Answer #1ZeeTech October 11, 2010, 10:21Master
I'd focus on the rear O2 sensor. It's easy to check with a lab scope while creating reach/lean mixtures. Bad O2 sensor could cause low cat.converter efficiency.
Replyrwilli5, October 11, 2010, 10:34Rookie
Thanks. Unfortunately I don't have access to a scope and currently doubting my dealership's ability to diagnose and dont possess a scan tool. Other question can you confirm that sensor 2 , bank 2 on this engine is the rear bank, i.e. towards the rear axle? Thanks again.
ReplyZeeTech, October 11, 2010, 11:07Master
Yes, let me explain:
B1S1 = Bank 1 (it's the side of the #1 cylinder) Sensor 1 ( the sensor before the cat. converter)
B1S2 = Bank 1, Sensor 2 - the sensor after the cat. conerter
B2XX = the opposite bank
So B2S2 is the Bank 2 Sensor 2 - the sensor after (towards tail pipe) the cat. converter.

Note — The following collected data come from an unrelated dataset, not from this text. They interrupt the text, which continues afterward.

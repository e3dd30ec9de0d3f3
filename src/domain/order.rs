//! Order aggregate and its status state machine.
//!
//! Line items are snapshotted from the cart at creation time and never
//! re-read from the live catalog; the only field that moves afterwards is
//! the per-line `refunded` counter, which grows monotonically and never
//! past the ordered quantity.

use chrono::{DateTime, Utc};
use rust_decimal::Decimal;
use serde::{Deserialize, Serialize};
use std::fmt;
use std::str::FromStr;
use uuid::Uuid;

use crate::domain::cart::Cart;
use crate::domain::refund::RefundItem;
use crate::error::{CommerceError, Result};

/// Canonical lifecycle states. Serialized spellings are the contract:
/// `Pending`, `Processing`, `Paid`, `InTransit`, `Delivered`, `Refunded`.
/// Inbound strings parse case-insensitively (see [`OrderStatus::from_str`]);
/// everything internal compares enum values, never strings.
///
/// `Processing` is accepted from stored or inbound data but is never set
/// by the settlement path itself, which moves `Pending` directly to
/// `Paid`; it slots between the two for upstream systems that stage
/// orders there.
#[derive(Clone, Copy, Debug, Default, PartialEq, Eq, Serialize, Deserialize)]
pub enum OrderStatus {
    #[default]
    Pending,
    Processing,
    Paid,
    InTransit,
    Delivered,
    Refunded,
}

impl OrderStatus {
    pub fn as_str(&self) -> &'static str {
        match self {
            Self::Pending => "Pending",
            Self::Processing => "Processing",
            Self::Paid => "Paid",
            Self::InTransit => "InTransit",
            Self::Delivered => "Delivered",
            Self::Refunded => "Refunded",
        }
    }

    fn rank(self) -> u8 {
        match self {
            Self::Pending => 0,
            Self::Processing => 1,
            Self::Paid => 2,
            Self::InTransit => 3,
            Self::Delivered => 4,
            Self::Refunded => 5,
        }
    }

    /// Transitions are one-directional; `Refunded` is only reachable once
    /// payment has settled.
    pub fn can_transition_to(self, next: OrderStatus) -> bool {
        match next {
            OrderStatus::Refunded => matches!(
                self,
                OrderStatus::Paid | OrderStatus::InTransit | OrderStatus::Delivered
            ),
            _ => next.rank() > self.rank(),
        }
    }
}

impl fmt::Display for OrderStatus {
    fn fmt(&self, f: &mut fmt::Formatter<'_>) -> fmt::Result {
        f.write_str(self.as_str())
    }
}

impl FromStr for OrderStatus {
    type Err = CommerceError;

    fn from_str(s: &str) -> Result<Self> {
        // "shipped" survives as an inbound alias for the delivered stage.
        match s.to_ascii_lowercase().as_str() {
            "pending" => Ok(Self::Pending),
            "processing" => Ok(Self::Processing),
            "paid" => Ok(Self::Paid),
            "intransit" | "in-transit" => Ok(Self::InTransit),
            "delivered" | "shipped" => Ok(Self::Delivered),
            "refunded" => Ok(Self::Refunded),
            other => Err(CommerceError::validation(format!(
                "Unknown order status: {other}"
            ))),
        }
    }
}

#[derive(Clone, Debug, Serialize, Deserialize)]
pub struct LineItem {
    pub product_id: String,
    pub name: String,
    pub quantity: u32,
    /// Unit price at the time the order was created.
    pub unit_price: Decimal,
    /// Quantity already refunded against this line.
    #[serde(default)]
    pub refunded: u32,
}

impl LineItem {
    pub fn line_total(&self) -> Decimal {
        self.unit_price * Decimal::from(self.quantity)
    }

    /// Originally ordered quantity minus quantity already refunded.
    pub fn refundable(&self) -> u32 {
        self.quantity - self.refunded
    }
}

#[derive(Clone, Debug, Serialize, Deserialize)]
pub struct Order {
    pub id: String,
    pub order_number: String,
    pub user_id: String,
    pub cart_id: String,
    pub items: Vec<LineItem>,
    pub status: OrderStatus,
    pub paid: bool,
    pub shipped: bool,
    pub card_masked: Option<String>,
    pub invoice_ref: Option<String>,
    pub invoice_sent_at: Option<DateTime<Utc>>,
    pub created_at: DateTime<Utc>,
    pub updated_at: DateTime<Utc>,
}

impl Order {
    /// Snapshot a cart into a new `Pending` order. The cart itself is left
    /// untouched; the caller clears it only after the order is persisted.
    pub fn from_cart(cart: &Cart) -> Result<Self> {
        if cart.is_empty() {
            return Err(CommerceError::EmptyCart(cart.id.clone()));
        }
        let now = Utc::now();
        Ok(Self {
            id: Uuid::new_v4().to_string(),
            order_number: format!("ORD-{:08}", rand::random::<u32>()),
            user_id: cart.user_id.clone(),
            cart_id: cart.id.clone(),
            items: cart
                .items
                .iter()
                .map(|i| LineItem {
                    product_id: i.product_id.clone(),
                    name: i.name.clone(),
                    quantity: i.quantity,
                    unit_price: i.unit_price,
                    refunded: 0,
                })
                .collect(),
            status: OrderStatus::Pending,
            paid: false,
            shipped: false,
            card_masked: None,
            invoice_ref: None,
            invoice_sent_at: None,
            created_at: now,
            updated_at: now,
        })
    }

    pub fn total(&self) -> Decimal {
        self.items.iter().map(LineItem::line_total).sum()
    }

    pub fn line(&self, product_id: &str) -> Option<&LineItem> {
        self.items.iter().find(|i| i.product_id == product_id)
    }

    pub fn transition(&mut self, next: OrderStatus) -> Result<()> {
        if !self.status.can_transition_to(next) {
            return Err(CommerceError::Conflict(format!(
                "Order {} cannot move from {} to {}",
                self.id, self.status, next
            )));
        }
        self.status = next;
        self.touch();
        Ok(())
    }

    pub fn mark_in_transit(&mut self) -> Result<()> {
        self.transition(OrderStatus::InTransit)
    }

    pub fn mark_shipped(&mut self) -> Result<()> {
        self.transition(OrderStatus::Delivered)?;
        self.shipped = true;
        Ok(())
    }

    /// Not yet shipped and not refunded.
    pub fn is_active(&self) -> bool {
        !self.shipped && self.status != OrderStatus::Refunded
    }

    pub fn fully_refunded(&self) -> bool {
        self.items.iter().all(|i| i.refunded == i.quantity)
    }

    /// Bump the per-line refunded counters for an approved refund. Fails
    /// before mutating anything if any line would be over-refunded. Flips
    /// the order to `Refunded` once every line is exhausted; the shipped
    /// flag is deliberately left alone.
    pub fn apply_refund(&mut self, refund_items: &[RefundItem]) -> Result<()> {
        for item in refund_items {
            let line = self.line(&item.product_id).ok_or_else(|| {
                CommerceError::validation(format!(
                    "Product {} is not on order {}",
                    item.product_id, self.id
                ))
            })?;
            if item.quantity > line.refundable() {
                return Err(CommerceError::validation(format!(
                    "Refund of {} exceeds refundable remainder {} for product {}",
                    item.quantity,
                    line.refundable(),
                    item.product_id
                )));
            }
        }
        for item in refund_items {
            if let Some(line) = self.items.iter_mut().find(|l| l.product_id == item.product_id) {
                line.refunded += item.quantity;
            }
        }
        if self.fully_refunded() {
            self.status = OrderStatus::Refunded;
        }
        self.touch();
        Ok(())
    }

    fn touch(&mut self) {
        self.updated_at = Utc::now();
    }
}
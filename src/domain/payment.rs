//! Payment instrument validation and the stored payment record.
//!
//! Validation is pure and shared between the standalone validate endpoint
//! and the settlement path, so both enforce identical rules. The raw card
//! number and CVV never outlive validation; only the masked form is stored.

use chrono::{DateTime, Datelike, Utc};
use serde::{Deserialize, Serialize};
use uuid::Uuid;

use crate::error::{CommerceError, Result};

#[derive(Clone, Debug, Serialize, Deserialize, sqlx::FromRow)]
pub struct Payment {
    pub id: String,
    pub order_id: String,
    pub user_id: String,
    pub card_masked: String,
    pub expiry: String,
    pub created_at: DateTime<Utc>,
}

impl Payment {
    pub fn new(
        order_id: impl Into<String>,
        user_id: impl Into<String>,
        card_masked: impl Into<String>,
        expiry: impl Into<String>,
    ) -> Self {
        Self {
            id: Uuid::new_v4().to_string(),
            order_id: order_id.into(),
            user_id: user_id.into(),
            card_masked: card_masked.into(),
            expiry: expiry.into(),
            created_at: Utc::now(),
        }
    }
}

/// Redact all but the last four characters. Inputs shorter than four
/// have nothing meaningful to keep and are rejected. Counts characters,
/// not bytes, so arbitrary input cannot split a UTF-8 boundary.
pub fn mask_card(card_number: &str) -> Result<String> {
    let len = card_number.chars().count();
    if len < 4 {
        return Err(CommerceError::validation(
            "Card number too short to mask (minimum 4 digits)",
        ));
    }
    let visible: String = card_number.chars().skip(len - 4).collect();
    Ok(format!("{}{}", "*".repeat(len - 4), visible))
}

/// `MM/YY`, month 1-12. Two-digit years are anchored to 2000.
fn parse_expiry(expiry: &str) -> Result<(u32, i32)> {
    let invalid = || CommerceError::validation("Expiry must be in MM/YY format");
    let (month, year) = expiry.split_once('/').ok_or_else(invalid)?;
    if month.len() != 2 || year.len() != 2 {
        return Err(invalid());
    }
    let month: u32 = month.parse().map_err(|_| invalid())?;
    let year: i32 = year.parse().map_err(|_| invalid())?;
    if !(1..=12).contains(&month) {
        return Err(CommerceError::validation("Expiry month must be 1-12"));
    }
    Ok((month, 2000 + year))
}

/// Validate a payment instrument against a fixed clock. A card is accepted
/// through the end of its expiry month; only a month strictly before the
/// current one is expired.
pub fn validate_instrument_at(
    card_number: &str,
    expiry: &str,
    cvv: &str,
    now: DateTime<Utc>,
) -> Result<()> {
    if card_number.len() != 16 || !card_number.chars().all(|c| c.is_ascii_digit()) {
        return Err(CommerceError::validation(
            "Card number must be exactly 16 digits",
        ));
    }
    let (month, year) = parse_expiry(expiry)?;
    if !(3..=4).contains(&cvv.len()) || !cvv.chars().all(|c| c.is_ascii_digit()) {
        return Err(CommerceError::validation("CVV must be 3 or 4 digits"));
    }
    if (year, month) < (now.year(), now.month()) {
        return Err(CommerceError::validation(format!(
            "Card expired {expiry}"
        )));
    }
    Ok(())
}

pub fn validate_instrument(card_number: &str, expiry: &str, cvv: &str) -> Result<()> {
    validate_instrument_at(card_number, expiry, cvv, Utc::now())
}

#[cfg(test)]
mod tests {
    use super::*;
    use chrono::TimeZone;

    fn at(year: i32, month: u32) -> DateTime<Utc> {
        Utc.with_ymd_and_hms(year, month, 15, 12, 0, 0).unwrap()
    }

    #[test]
    fn accepts_a_valid_instrument() {
        validate_instrument_at("1234567890123456", "12/30", "123", at(2026, 8)).unwrap();
        validate_instrument_at("1234567890123456", "12/30", "1234", at(2026, 8)).unwrap();
    }

    #[test]
    fn rejects_bad_card_numbers() {
        assert!(validate_instrument_at("123456789012345", "12/30", "123", at(2026, 8)).is_err());
        assert!(validate_instrument_at("12345678901234567", "12/30", "123", at(2026, 8)).is_err());
        assert!(validate_instrument_at("1234-5678-9012-34", "12/30", "123", at(2026, 8)).is_err());
    }

    #[test]
    fn rejects_malformed_expiry() {
        for expiry in ["1230", "13/30", "00/30", "1/30", "12/3", "ab/cd"] {
            assert!(
                validate_instrument_at("1234567890123456", expiry, "123", at(2026, 8)).is_err(),
                "expected {expiry} to be rejected"
            );
        }
    }

    #[test]
    fn rejects_an_expired_card() {
        // "Now" is after January 2020, so 01/20 is expired.
        let err =
            validate_instrument_at("1234567890123456", "01/20", "123", at(2026, 8)).unwrap_err();
        assert!(err.to_string().contains("expired"));
    }

    #[test]
    fn card_is_valid_through_its_expiry_month() {
        validate_instrument_at("1234567890123456", "08/26", "123", at(2026, 8)).unwrap();
        assert!(validate_instrument_at("1234567890123456", "07/26", "123", at(2026, 8)).is_err());
    }

    #[test]
    fn rejects_bad_cvv() {
        assert!(validate_instrument_at("1234567890123456", "12/30", "12", at(2026, 8)).is_err());
        assert!(validate_instrument_at("1234567890123456", "12/30", "12345", at(2026, 8)).is_err());
        assert!(validate_instrument_at("1234567890123456", "12/30", "abc", at(2026, 8)).is_err());
    }

    #[test]
    fn masks_all_but_last_four() {
        assert_eq!(
            mask_card("1234567890123456").unwrap(),
            "************3456"
        );
        assert_eq!(mask_card("1234").unwrap(), "1234");
        assert!(mask_card("123").is_err());
    }

    #[test]
    fn masking_is_character_based() {
        // Multi-byte input must not panic or split a codepoint.
        assert_eq!(mask_card("ééééé").unwrap(), "*éééé");
        assert!(mask_card("ééé").is_err());
    }
}
// Copyright (C) 2020-2026  The Blockhouse Technology Limited (TBTL).
//
// This program is free software: you can redistribute it and/or modify it
// under the terms of the GNU Affero General Public License as published by
// the Free Software Foundation, either version 3 of the License, or (at your
// option) any later version.
//
// This program is distributed in the hope that it will be useful, but
// WITHOUT ANY WARRANTY; without even the implied warranty of MERCHANTABILITY
// or FITNESS FOR A PARTICULAR PURPOSE.  See the GNU Affero General Public
// License for more details.
//
// You should have received a copy of the GNU Affero General Public License
// along with this program.  If not, see <https://www.gnu.org/licenses/>.

#![deny(missing_docs)]
#![deny(rustdoc::broken_intra_doc_links)]

//! This crate locates the Service Metadata Publisher (SMP) of a Peppol participant.
//!
//! Every Peppol network stage runs a Service Metadata Locator (SML), a DNS zone in which each
//! registered participant has an entry pointing to its SMP.  The stages are modelled with
//! [`SmlZone`], and the well-known ones are enumerated by [`PeppolNetwork`].
//!
//! # Details
//!
//! Two naming schemes are in use:
//!
//! * the classic scheme, [`classic_hostname`], where the participant's DNS name is
//!   `B-<md5-hex>.<scheme>.<zone>` and a CNAME/A record leads to the SMP host, and
//! * the BDXL scheme, [`bdxl_hostname`], where the name is `<base32-sha256>.<scheme>.<zone>` and
//!   a `NAPTR` record carries the SMP URL.
//!
//! Both name derivations are pure functions.  Turning a participant into an SMP base URL is
//! abstracted with the [`SmpUrlProvider`] trait, implemented by
//!
//! * [`ClassicDnsProvider`], using the classic scheme,
//! * [`NaptrProvider`], using the BDXL scheme and an injected [`NaptrLookup`] DNS primitive, and
//! * [`ExplicitSmpProvider`], skipping the SML altogether.
//!
//! # Examples
//!
//! ```
//! use bh_peppol_id::IdentifierFactory;
//! use bh_peppol_sml::{classic_hostname, SmlZone};
//!
//! let participant = IdentifierFactory::default()
//!     .peppol_participant("0088:976098897")
//!     .unwrap();
//! let zone = SmlZone::new(
//!     "legacy",
//!     "sml.peppolcentral.org.",
//!     "https://sml.peppolcentral.org",
//!     true,
//! )
//! .unwrap();
//!
//! assert_eq!(
//!     classic_hostname(&participant, &zone).unwrap(),
//!     "B-a4f72dd40b6353684ada99e1cde11925.iso6523-actorid-upis.sml.peppolcentral.org"
//! );
//! ```

mod error;
mod hostname;
mod naptr;
mod provider;
mod zone;

pub use error::{Result, SmlError};
pub use hostname::{bdxl_hostname, classic_hostname, CLASSIC_HASH_PREFIX, WILDCARD_VALUE};
pub use naptr::{NaptrLookup, NaptrRecord, SMP_NAPTR_SERVICE};
pub use provider::{ClassicDnsProvider, ExplicitSmpProvider, NaptrProvider, SmpUrlProvider};
pub use reqwest::Url;
pub use zone::{PeppolNetwork, SmlZone};
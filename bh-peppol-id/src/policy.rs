// Copyright (C) 2020-2026  The Blockhouse Technology Limited (TBTL).
//
// This program is free software: you can redistribute it and/or modify it
// under the terms of the GNU Affero General Public License as published by
// the Free Software Foundation, either version 3 of the License, or (at your
// option) any later version.
//
// This program is distributed in the hope that it will be useful, but
// WITHOUT ANY WARRANTY; without even the implied warranty of MERCHANTABILITY
// or FITNESS FOR A PARTICULAR PURPOSE.  See the GNU Affero General Public
// License for more details.
//
// You should have received a copy of the GNU Affero General Public License
// along with this program.  If not, see <https://www.gnu.org/licenses/>.

use std::{borrow::Cow, collections::BTreeSet};

use serde::{Deserialize, Serialize};

/// The default Peppol participant identifier scheme.
pub const DEFAULT_PARTICIPANT_SCHEME: &str = "iso6523-actorid-upis";

/// The default Peppol document type identifier scheme.
pub const DEFAULT_DOCUMENT_TYPE_SCHEME: &str = "busdox-docid-qns";

/// The Peppol document type identifier scheme allowing wildcard matching.
pub const WILDCARD_DOCUMENT_TYPE_SCHEME: &str = "peppol-doctype-wildcard";

/// The default Peppol process identifier scheme.
pub const DEFAULT_PROCESS_SCHEME: &str = "cenbii-procid-ubl";

/// How the values of a single identifier scheme are compared.
#[derive(Clone, Copy, Debug, PartialEq, Eq, Serialize, Deserialize)]
#[serde(rename_all = "snake_case")]
pub enum CaseSensitivity {
    /// Values are compared and hashed exactly as given.
    CaseSensitive,
    /// Values are lower-cased before being compared or hashed.
    CaseInsensitiveLowercased,
}

/// The table mapping identifier schemes to their [`CaseSensitivity`].
///
/// Schemes that are not registered are case-sensitive.  Lookups are exact, i.e. the scheme itself
/// is matched case-sensitively.
#[derive(Clone, Debug, PartialEq, Eq, Serialize, Deserialize)]
pub struct CaseSensitivityRules {
    case_insensitive_schemes: BTreeSet<String>,
}

impl CaseSensitivityRules {
    /// Creates a table in which every scheme is case-sensitive.
    pub fn all_case_sensitive() -> Self {
        Self {
            case_insensitive_schemes: BTreeSet::new(),
        }
    }

    /// Creates the Peppol table: the default participant, document type and process schemes are
    /// case-insensitive.
    pub fn peppol() -> Self {
        Self::all_case_sensitive()
            .with_case_insensitive(DEFAULT_PARTICIPANT_SCHEME)
            .with_case_insensitive(DEFAULT_DOCUMENT_TYPE_SCHEME)
            .with_case_insensitive(WILDCARD_DOCUMENT_TYPE_SCHEME)
            .with_case_insensitive(DEFAULT_PROCESS_SCHEME)
    }

    /// Registers `scheme` as case-insensitive.
    pub fn with_case_insensitive(mut self, scheme: impl Into<String>) -> Self {
        self.case_insensitive_schemes.insert(scheme.into());
        self
    }

    /// Returns the rule registered for `scheme`.
    pub fn rule(&self, scheme: &str) -> CaseSensitivity {
        if self.case_insensitive_schemes.contains(scheme) {
            CaseSensitivity::CaseInsensitiveLowercased
        } else {
            CaseSensitivity::CaseSensitive
        }
    }

    /// Returns `value` in the form used for comparison and hashing.
    ///
    /// The value is lower-cased iff `scheme` is case-insensitive.  Lower-casing is done with the
    /// Unicode rules and is independent of the locale.
    pub fn normalize<'a>(&self, scheme: &str, value: &'a str) -> Cow<'a, str> {
        match self.rule(scheme) {
            CaseSensitivity::CaseSensitive => Cow::Borrowed(value),
            CaseSensitivity::CaseInsensitiveLowercased => Cow::Owned(value.to_lowercase()),
        }
    }
}

impl Default for CaseSensitivityRules {
    fn default() -> Self {
        Self::peppol()
    }
}

/// Configuration of an [`IdentifierFactory`][crate::IdentifierFactory].
///
/// One policy is normally used for the whole process, but nothing prevents an application from
/// holding several factories configured differently.
#[derive(Clone, Debug, PartialEq, Eq, Serialize, Deserialize)]
#[serde(default)]
pub struct IdentifierPolicy {
    /// Case handling per scheme.
    pub case_rules: CaseSensitivityRules,
    /// Whether the value charset of each identifier kind is enforced.
    pub check_charset: bool,
    /// Whether the maximum scheme length is enforced.
    pub check_scheme_length: bool,
}

impl Default for IdentifierPolicy {
    fn default() -> Self {
        Self {
            case_rules: CaseSensitivityRules::peppol(),
            check_charset: true,
            check_scheme_length: true,
        }
    }
}
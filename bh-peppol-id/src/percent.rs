// Copyright (C) 2020-2026  The Blockhouse Technology Limited (TBTL).
//
// This program is free software: you can redistribute it and/or modify it
// under the terms of the GNU Affero General Public License as published by
// the Free Software Foundation, either version 3 of the License, or (at your
// option) any later version.
//
// This program is distributed in the hope that it will be useful, but
// WITHOUT ANY WARRANTY; without even the implied warranty of MERCHANTABILITY
// or FITNESS FOR A PARTICULAR PURPOSE.  See the GNU Affero General Public
// License for more details.
//
// You should have received a copy of the GNU Affero General Public License
// along with this program.  If not, see <https://www.gnu.org/licenses/>.

use bherror::traits::{ErrorContext as _, ForeignError as _};
use percent_encoding::{percent_decode_str, utf8_percent_encode, AsciiSet, NON_ALPHANUMERIC};

use crate::{IdentifierError, IdentifierKind, Result};

/// Everything except the RFC 3986 unreserved characters.
const URI_COMPONENT: &AsciiSet = &NON_ALPHANUMERIC
    .remove(b'-')
    .remove(b'.')
    .remove(b'_')
    .remove(b'~');

pub(crate) fn percent_encode(input: &str) -> String {
    utf8_percent_encode(input, URI_COMPONENT).to_string()
}

/// Decodes `input`, rejecting escapes that are not followed by two hex digits as well as escapes
/// that decode to invalid UTF-8.
pub(crate) fn percent_decode(kind: IdentifierKind, input: &str) -> Result<String> {
    let bytes = input.as_bytes();

    for (i, byte) in bytes.iter().enumerate() {
        if *byte != b'%' {
            continue;
        }

        let is_well_formed = bytes
            .get(i + 1..i + 3)
            .is_some_and(|hex| hex.iter().all(u8::is_ascii_hexdigit));

        if !is_well_formed {
            return Err(bherror::Error::root(IdentifierError::invalid(
                kind,
                format!("malformed percent escape at position {i}"),
            )));
        }
    }

    let decoded = percent_decode_str(input)
        .decode_utf8()
        .foreign_err(|| IdentifierError::invalid(kind, "percent-decoded value is not UTF-8"))
        .ctx(|| input.to_owned())?;

    Ok(decoded.into_owned())
}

The cat. converter should be covered under warranty. If you have the owner's manual it should have a warranty section, check what it said about the warranty?
How many miles you have in the car?
If you are in doubt with the dealer's ability you should get a second opinion from an independent Toyota shop.
OK, it looks like your converter has 8 years / 80,000 miles warranty, but the 02 sensor not. So if the dealer sure about the converter problem, (and the mileage in the van less than 80K) let them replace it - that's the expensive part anyway. If the code will come back, just pay for the rear O2 - and you get a new converter for free.
Replyrwilli5, October 11, 2010, 11:43Rookie
Thanks again. Guess I forgot to mention my van has 112k on it already so I am pretty much on my own which is why I hestitate with my dealer. The van has ran fine this way for 6 months now but I am afraid if something else goes wrong I will miss the problem because the check engine lights are always on. I think my best options are to either roll the dice on the O2 sensor or go after in a 2nd opinion. Do you advise against the cheaper universal O2 sensors verses the in kind replacement? Should I only get a Toyota supplied part? Thanks again. RTW
ReplyZeeTech, October 11, 2010, 12:20Master
Unfortunately with 112K it's out of the warranty.
I won't use the cheaper aftermarket cat.converter for any vehicle, they never last!
We tried different ones in the past, never again! Waste of money.
If this would be my vehicle that's what I'd do:
since there is a bad rear O2 sensor code in the ECM P0157, I wouldn't worry about the converter code now. Get a new sensor, reset the adaptations and drive it.
Bad rear O2 will cause converter efficiency code since the efficiency measured by it, however bad converter would just throw an efficiency P0430 code, not a P0157.
I hope you get my point.
ReplyVisitor, October 11, 2010, 12:38
Yes, thanks again. I'll go for the OEM sensor and see what happens.
ReplyZeeTech, October 11, 2010, 13:19Master
You are very welcome.
After the sensor replacement ask the shop to reset the ECM adaptations so the computer will adjust to the new (good) condition.
Let us know what happened, please, so others can learn from it too.